A resposta direta é não. A legislação eleitoral brasileira não impõe nenhuma obrigação jurídica de presença aos concorrentes. A decisão de ir ou faltar a um encontro promovido por veículos de comunicação é estritamente estratégica e cabe à coordenação de cada campanha.
O que diz a legislação?
As regras para a realização de debates são regidas pela Lei das Eleições (Lei nº 9.504/1997) e por resoluções do Tribunal Superior Eleitoral (TSE).
O foco da norma está na conduta das emissoras de rádio e TV, e não na sanção aos candidatos.
- Regra de Convites: As emissoras são obrigadas a convidar os candidatos cujos partidos possuam representação mínima no Congresso Nacional (no mínimo 5 parlamentares)
- Confirmados e Ausentes: Se um candidato convidado optar por não ir, o debate pode ser realizado normalmente com os demais presentes, desde que o veículo comprove ter enviado o convite com a antecedência exigida pela lei
- Poder de Veto: Para alterar o formato ou realizar debates sem a presença de partidos representados, a emissora precisa do acordo de pelo menos dois terços dos candidatos aptos.

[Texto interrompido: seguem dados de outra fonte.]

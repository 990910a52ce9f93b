//! Common regex patterns for Aadhaar card extraction.

use lazy_static::lazy_static;
use regex::Regex;

lazy_static! {
    // Aadhaar number: 12 digits grouped 4-4-4
    pub static ref AADHAAR_NUMBER: Regex = Regex::new(
        r"\b(\d{4})\s(\d{4})\s(\d{4})\b"
    ).unwrap();

    // Virtual ID: 16 digits grouped 4-4-4-4 after the VID label.
    // The label is printed uppercase on cards, so no (?i) here.
    pub static ref VID_NUMBER: Regex = Regex::new(
        r"VID[:\s]*(\d{4})\s(\d{4})\s(\d{4})\s(\d{4})"
    ).unwrap();

    // Indic-script run (Devanagari through Malayalam) directly above a
    // Latin name line
    pub static ref DUAL_SCRIPT_NAME: Regex = Regex::new(
        r"([\u{0900}-\u{0D7F}\s]+)\n([A-Za-z\s'-]+)"
    ).unwrap();

    // Candidate line for the Latin name fallback scan
    pub static ref LATIN_NAME_LINE: Regex = Regex::new(
        r"^[A-Za-z\s'-]+$"
    ).unwrap();

    // Relation prefix introducing a guardian name
    pub static ref GUARDIAN_NAME: Regex = Regex::new(
        r"(?i)(S/o|C/o|D/o|W/o)[.:]?\s*([A-Za-z\s'-]+)"
    ).unwrap();

    // Relation prefix splitting a name from a trailing guardian part
    pub static ref RELATION_SPLIT: Regex = Regex::new(
        r"(?i)\s*(?:S/O|C/O|W/O|D/O)\s*"
    ).unwrap();

    // Stray single-letter relation initial at the end of a name
    pub static ref TRAILING_INITIAL: Regex = Regex::new(
        r"\s+[CWSD]\s*$"
    ).unwrap();

    // Whitespace run
    pub static ref WHITESPACE_RUN: Regex = Regex::new(r"\s+").unwrap();

    // Date of birth label and a dd-mm-yyyy / dd/mm/yyyy date
    pub static ref DOB: Regex = Regex::new(
        r"(?i)(DOB|Date of Birth|D\.O\.B)[:\s]*?(\d{1,2}[-/]\d{1,2}[-/]\d{4})"
    ).unwrap();

    // Gender tokens, single-letter forms included
    pub static ref GENDER: Regex = Regex::new(
        r"(?i)\b(Male|Female|Transgender|M|F|T)\b"
    ).unwrap();

    // Address label
    pub static ref ADDRESS_LABEL: Regex = Regex::new(
        r"(?i)address[:\s]*"
    ).unwrap();

    // Lines that end the address block
    pub static ref ADDRESS_TERMINATOR: Regex = Regex::new(
        r"(?i)\n(?:district|state|vid|digitally|\d{6})"
    ).unwrap();

    // In-address noise: relation prefix with the name it introduces
    pub static ref EMBEDDED_GUARDIAN: Regex = Regex::new(
        r"(?i)(?:S/o|C/o|D/o|W/o)[.:]?\s*[A-Za-z\s'-]+"
    ).unwrap();

    // In-address noise: grouped Aadhaar digits
    pub static ref EMBEDDED_ID_GROUP: Regex = Regex::new(
        r"\b\d{4}\s\d{4}\s\d{4}\b"
    ).unwrap();

    // In-address noise: post-office token up to the next comma.
    // The label is printed uppercase, so no (?i) here.
    pub static ref EMBEDDED_PO: Regex = Regex::new(
        r"PO:[^,\n]*,"
    ).unwrap();

    // In-address noise: district/state words to end of line
    pub static ref EMBEDDED_REGION: Regex = Regex::new(
        r"(?i)\b(?:dist(?:rict)?|state)\b.*"
    ).unwrap();

    // Labeled locality fields
    pub static ref VTC: Regex = Regex::new(r"(?i)VTC[:\s]*(.*)").unwrap();
    pub static ref POST_OFFICE: Regex = Regex::new(r"(?i)PO[:\s]*(.*)").unwrap();
    pub static ref SUB_DISTRICT: Regex = Regex::new(r"(?i)Sub District[:\s]*(.*)").unwrap();
    pub static ref DISTRICT: Regex = Regex::new(r"(?i)District[:\s]*(.*)").unwrap();
    pub static ref STATE: Regex = Regex::new(r"(?i)State[:\s]*(.*)").unwrap();

    // Postal code: exactly 6 digits
    pub static ref PINCODE: Regex = Regex::new(r"\b(\d{6})\b").unwrap();

    // Phone: exactly 10 digits
    pub static ref PHONE: Regex = Regex::new(r"\b(\d{10})\b").unwrap();
}
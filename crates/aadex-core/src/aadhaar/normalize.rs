//! Text normalization for extractor input.

/// Split raw text into trimmed, non-empty lines in source order.
///
/// Extractors that need multi-line windows (address block, dual-script
/// names) keep working on the original text; this line view backs the
/// line-oriented scans.
pub fn lines(text: &str) -> Vec<&str> {
    text.lines()
        .map(str::trim)
        .filter(|line| !line.is_empty())
        .collect()
}

#[cfg(test)]
mod tests {
    use super::*;

    #[test]
    fn test_lines_trim_and_drop_blanks() {
        let text = "  Ram Kumar  \n\n\t DOB: 15/08/1990\n   \nMale";
        assert_eq!(lines(text), vec!["Ram Kumar", "DOB: 15/08/1990", "Male"]);
    }

    #[test]
    fn test_lines_preserve_order() {
        let text = "first\nsecond\nthird";
        assert_eq!(lines(text), vec!["first", "second", "third"]);
    }

    #[test]
    fn test_lines_empty_input() {
        assert!(lines("").is_empty());
        assert!(lines("\n \n\t\n").is_empty());
    }

    #[test]
    fn test_lines_handle_crlf() {
        assert_eq!(lines("one\r\ntwo\r\n"), vec!["one", "two"]);
    }
}
//! Gender extraction.

use super::patterns::GENDER;
use super::FieldExtractor;

/// Gender extractor.
///
/// Accepts the full words and the single-letter M/F/T forms some card
/// layouts print. Single letters can collide with stray initials; that
/// trade-off is kept as-is.
pub struct GenderExtractor;

impl GenderExtractor {
    pub fn new() -> Self {
        Self
    }
}

impl Default for GenderExtractor {
    fn default() -> Self {
        Self::new()
    }
}

impl FieldExtractor for GenderExtractor {
    type Output = String;

    fn extract(&self, text: &str) -> Option<Self::Output> {
        self.extract_all(text).into_iter().next()
    }

    fn extract_all(&self, text: &str) -> Vec<Self::Output> {
        GENDER
            .captures_iter(text)
            .map(|caps| capitalize(&caps[1]))
            .collect()
    }
}

/// Extract the first gender token from text.
pub fn extract_gender(text: &str) -> Option<String> {
    GenderExtractor::new().extract(text)
}

fn capitalize(token: &str) -> String {
    let mut chars = token.chars();
    match chars.next() {
        Some(first) => first
            .to_uppercase()
            .chain(chars.flat_map(char::to_lowercase))
            .collect(),
        None => String::new(),
    }
}

#[cfg(test)]
mod tests {
    use super::*;

    #[test]
    fn test_extract_gender_words() {
        assert_eq!(extract_gender("Gender: Male"), Some("Male".to_string()));
        assert_eq!(extract_gender("FEMALE"), Some("Female".to_string()));
        assert_eq!(extract_gender("transgender"), Some("Transgender".to_string()));
    }

    #[test]
    fn test_extract_gender_single_letters() {
        assert_eq!(extract_gender("Sex: F"), Some("F".to_string()));
        assert_eq!(extract_gender("m"), Some("M".to_string()));
    }

    #[test]
    fn test_extract_gender_absent() {
        assert_eq!(extract_gender("no token here"), None);
        // Letters inside words do not count
        assert_eq!(extract_gender("formal"), None);
    }
}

Prejuízo é político, não jurídico
Como a lei não estabelece multas, perda de tempo de rádio/TV ou cassação de candidatura para quem falta, a penalidade para a ausência se limita ao custo político.
Emissoras costumam deixar a cadeira do ausente vazia ou dedicar espaço no início da transmissão para explicar o motivo da não participação. Além disso, o não comparecimento costuma virar combustível para ataques dos adversários, que aproveitam o tempo no ar para criticar a postura do candidato faltoso perante o eleitorado.